B. Evaluating Power and Performance of HPC Workloads
Dickov, et al explored link idle times in [5] and the potential for power savings using the Venus-Dimemas simulator, given fat-tree networks. Our work has a broader focus than just network power savings, examining best practices of large scale topology design for dragonfly networks. Work by Bhatele et al. [3] , explored how nearby jobs create contention in meshbased networks. Our work is interested in similar phenomena, but focuses on dragonfly topologies which are significantly less prone to delays caused by fragmented job placementsince the diameter of a dragonfly network is constant, whereas the diameter of a mesh grows with the number of nodes. Work by Laros, et al. [14] examined how static reductions in fabric link width impacted application performance and energy. While their work was done on real systems rather than simulation, simulation allows us to take a more detailed look at the network fabric, as well as examine larger systems with newer topology designs.
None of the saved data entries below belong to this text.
//! Proof request and proof artifact types.

use std::fmt;
use std::str::FromStr;

use num_bigint::BigUint;
use num_traits::Num;
use serde::{Deserialize, Serialize};

use crate::prover::codec::serde_b64;

/// Private/public values for a balance-threshold proof.
///
/// `threshold` and `nonce` are public circuit inputs; `balance` and
/// `secret_nonce` stay private to the prover.
#[derive(Debug, Clone, PartialEq, Eq, Serialize, Deserialize)]
pub struct ProofRequest {
    pub threshold: u64,
    pub nonce: String,
    pub balance: u64,
    pub secret_nonce: String,
}

impl ProofRequest {
    pub fn new(
        threshold: u64,
        nonce: impl Into<String>,
        balance: u64,
        secret_nonce: impl Into<String>,
    ) -> Self {
        Self {
            threshold,
            nonce: nonce.into(),
            balance,
            secret_nonce: secret_nonce.into(),
        }
    }

    /// Named circuit inputs, in the order the circuit ABI declares them.
    pub fn witness_inputs(&self) -> WitnessInputs {
        WitnessInputs {
            threshold: self.threshold.to_string(),
            nonce: self.nonce.clone(),
            balance: self.balance.to_string(),
            secret_nonce: self.secret_nonce.clone(),
        }
    }
}

/// Proof request as it arrives from a form or JSON body, before range checks.
#[derive(Debug, Clone, Deserialize)]
pub struct RawProofRequest {
    pub threshold: i64,
    pub nonce: String,
    pub balance: i64,
    pub secret_nonce: String,
}

/// The four named inputs handed to the circuit executor.
#[derive(Debug, Clone, PartialEq, Eq, Serialize)]
pub struct WitnessInputs {
    pub threshold: String,
    pub nonce: String,
    pub balance: String,
    pub secret_nonce: String,
}

/// A public input returned by the prover.
///
/// Field elements can exceed 64 bits, so the value is kept at arbitrary
/// precision and serialised as a decimal string.
#[derive(Debug, Clone, PartialEq, Eq, PartialOrd, Ord, Hash)]
pub struct PublicInput(BigUint);

impl PublicInput {
    pub fn new(value: BigUint) -> Self {
        Self(value)
    }

    pub fn value(&self) -> &BigUint {
        &self.0
    }

    pub fn to_hex(&self) -> String {
        format!("0x{}", self.0.to_str_radix(16))
    }
}

impl From<u64> for PublicInput {
    fn from(value: u64) -> Self {
        Self(BigUint::from(value))
    }
}

impl FromStr for PublicInput {
    type Err = String;

    fn from_str(s: &str) -> Result<Self, Self::Err> {
        parse_field_element(s).map(Self)
    }
}

impl fmt::Display for PublicInput {
    fn fmt(&self, f: &mut fmt::Formatter<'_>) -> fmt::Result {
        write!(f, "{}", self.0)
    }
}

impl Serialize for PublicInput {
    fn serialize<S: serde::Serializer>(&self, serializer: S) -> Result<S::Ok, S::Error> {
        serializer.serialize_str(&self.0.to_str_radix(10))
    }
}

impl<'de> Deserialize<'de> for PublicInput {
    fn deserialize<D: serde::Deserializer<'de>>(deserializer: D) -> Result<Self, D::Error> {
        let s = String::deserialize(deserializer)?;
        s.parse().map_err(serde::de::Error::custom)
    }
}

/// Parse a field element written as decimal or `0x`-prefixed hexadecimal text.
pub fn parse_field_element(text: &str) -> Result<BigUint, String> {
    let trimmed = text.trim();
    let parsed = match trimmed
        .strip_prefix("0x")
        .or_else(|| trimmed.strip_prefix("0X"))
    {
        Some(hex_digits) => BigUint::from_str_radix(hex_digits, 16),
        None => BigUint::from_str_radix(trimmed, 10),
    };
    parsed.map_err(|e| format!("invalid field element {trimmed:?}: {e}"))
}

/// Output of a successful proof generation.
///
/// Immutable once built: the orchestrator is the only producer.
#[derive(Debug, Clone, PartialEq, Eq, Serialize)]
#[serde(rename_all = "camelCase")]
pub struct ProofArtifact {
    #[serde(with = "serde_b64")]
    proof: Vec<u8>,
    #[serde(rename = "proofB64")]
    proof_encoded: String,
    public_inputs: Vec<PublicInput>,
    #[serde(with = "serde_b64")]
    verification_key: Vec<u8>,
    is_valid: bool,
}

impl ProofArtifact {
    pub(crate) fn new(
        proof: Vec<u8>,
        proof_encoded: String,
        public_inputs: Vec<PublicInput>,
        verification_key: Vec<u8>,
        is_valid: bool,
    ) -> Self {
        Self {
            proof,
            proof_encoded,
            public_inputs,
            verification_key,
            is_valid,
        }
    }

    pub fn proof(&self) -> &[u8] {
        &self.proof
    }

    pub fn proof_encoded(&self) -> &str {
        &self.proof_encoded
    }

    pub fn public_inputs(&self) -> &[PublicInput] {
        &self.public_inputs
    }

    pub fn verification_key(&self) -> &[u8] {
        &self.verification_key
    }

    pub fn is_valid(&self) -> bool {
        self.is_valid
    }
}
Zahn et al. used OMNET++ simulations for 64 node runs with an integrated power model to study the link utilization of networks running the Graph500 benchmark and NAMD on a 3D torus network [22] . They found that there were significant portions of idle time that could be exploited for power/energy savings. Unlike the work in this paper, they studied an integrated NIC/switch network, EXTOLL (Tourmalet), with different workloads and at smaller scale.
VI. CONCLUSIONS
This paper has explored the potential for network power savings at Exascale through simulation of dragonfly networks for a variety of workloads. We have found that significant power savings can be realized by scaling back links during idle periods, such that 3-10% of the total system power budget may be reclaimed. We assessed how link width as well as global tapering impacts motif performance. While some motifs were sensitive to these reductions, we observed 7 out of 11 motifs were able to withstand significant reductions available bandwidth with only minor impact to runtime. In systems in which applications are not run across the whole machine, heterogeneous networks may be a possibility, which merits further study for organizations that do not run demanding application types at a whole system scale. In addition, we have shown what configurations of network bandwidths and global link counts provide the best balance between power costs and execution time for the workloads studied.